My mother is not useless. She is a totally lovable and rather spoiled elderly child. She is not suffering.

My father, who did not have dementia, went through a period of increasing helplessness and decline before he died. That is nothing terrible that must be shortened to “spare” either the dying or their caregivers. It is a natural phase of life. Rather than a call for us to take up killing people, it is an opportunity for us to show our love in tangible and wonderful ways.

The opportunity to care for the people you love as they take their leave of this life is a gift to you. It is an exhausting experience, sometimes sad, sometimes surprisingly joyous. It is tender and so full of love that it lights up your life, even as you grieve the many losses of their decline.

My father died twenty years ago. No one urged me to dump him in a home or to withdraw food or water to “allow” him to die. But that was then. My time of caring for my failing Mama is in this new now of the post Christian West.

I have had a number of people, including medical personnel, urge me to do things that would either destroy my mother’s happiness and quality of life, or that would result in her premature death.
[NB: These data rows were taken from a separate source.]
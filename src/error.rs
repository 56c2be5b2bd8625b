//! Error types for the Weekly Payroll Engine.
//!
//! This module provides strongly-typed errors using the `thiserror` crate
//! for all error conditions that can occur during payroll computation.

use rust_decimal::Decimal;
use thiserror::Error;

use crate::models::DayType;

/// The main error type for the Weekly Payroll Engine.
///
/// All operations in the engine return this error type, making it easy
/// to handle errors consistently throughout the application.
///
/// # Example
///
/// ```
/// use payroll_engine::error::EngineError;
///
/// let error = EngineError::ConfigNotFound {
///     path: "/missing/file.yaml".to_string(),
/// };
/// assert_eq!(error.to_string(), "Configuration file not found: /missing/file.yaml");
/// ```
#[derive(Debug, Error)]
pub enum EngineError {
    /// Configuration file was not found at the specified path.
    #[error("Configuration file not found: {path}")]
    ConfigNotFound {
        /// The path that was not found.
        path: String,
    },

    /// Configuration file could not be parsed.
    #[error("Failed to parse configuration file '{path}': {message}")]
    ConfigParseError {
        /// The path to the file that failed to parse.
        path: String,
        /// A description of the parse error.
        message: String,
    },

    /// A day-type label was not in the recognized set.
    ///
    /// The engine fails closed on unknown labels instead of silently
    /// falling back to a neutral multiplier.
    #[error("Unrecognized day type: {label}")]
    InvalidDayType {
        /// The label that could not be parsed.
        label: String,
    },

    /// A clock hour fell outside the 24-hour domain.
    #[error("Invalid clock hour {value}: must be between 0 and 23")]
    InvalidTimeValue {
        /// The rejected hour value.
        value: i64,
    },

    /// The base daily rate was zero or negative.
    #[error("Daily rate must be positive, got {value}")]
    NonPositiveRate {
        /// The rejected rate.
        value: Decimal,
    },

    /// The maximum regular hours setting was zero or negative.
    #[error("Maximum regular hours must be positive, got {value}")]
    NonPositiveMaxHours {
        /// The rejected setting.
        value: i64,
    },

    /// A weekly schedule was structurally invalid.
    #[error("Invalid weekly schedule: {message}")]
    InvalidSchedule {
        /// A description of what made the schedule invalid.
        message: String,
    },

    /// A rate table was missing an entry for a day type.
    #[error("Rate table '{table}' has no entry for day type {day_type}")]
    IncompleteRateTable {
        /// The table that failed validation.
        table: String,
        /// The day type with no multiplier.
        day_type: DayType,
    },

    /// A rate table carried a zero or negative multiplier.
    #[error("Rate table '{table}' has non-positive multiplier {value} for day type {day_type}")]
    InvalidMultiplier {
        /// The table that failed validation.
        table: String,
        /// The day type with the bad multiplier.
        day_type: DayType,
        /// The rejected multiplier.
        value: Decimal,
    },
}

/// A type alias for Results that return EngineError.
pub type EngineResult<T> = Result<T, EngineError>;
Their reason? Sometimes they say that caring for her is too much “burden” for me. Other times, they don’t even bother with that gloss but demand that I do these things as if it was my responsibility to them to kill my own mother.

Make no mistake about it: Advanced directives and carping medical “advice” that has nothing to do with medicine and everything to do with social values can be and often are used as a not-so-subtle way to bully people into euthanizing their loved ones.

We are not even one step away from the full-blown slaughter of “useless eaters” of our horrific past. We keep inching toward it in a movement fueled by media propaganda and sophisticated lies concerning what we are doing. The glam we put on murder only hides the reality of it from those who want to be deceived.

I have not — ever — expressed the thought that caring for my mother is a “burden,” much less that it is “too much” for me and I should institutionalize her or even hasten her death to save myself from the trouble of taking care of her.

I am appalled and angered by these repeated, intrusive and usually censorious and judgmental demands that I do away with my mother. But that is the world in which we live. It is a bleak, selfish and utterly cold culture of death.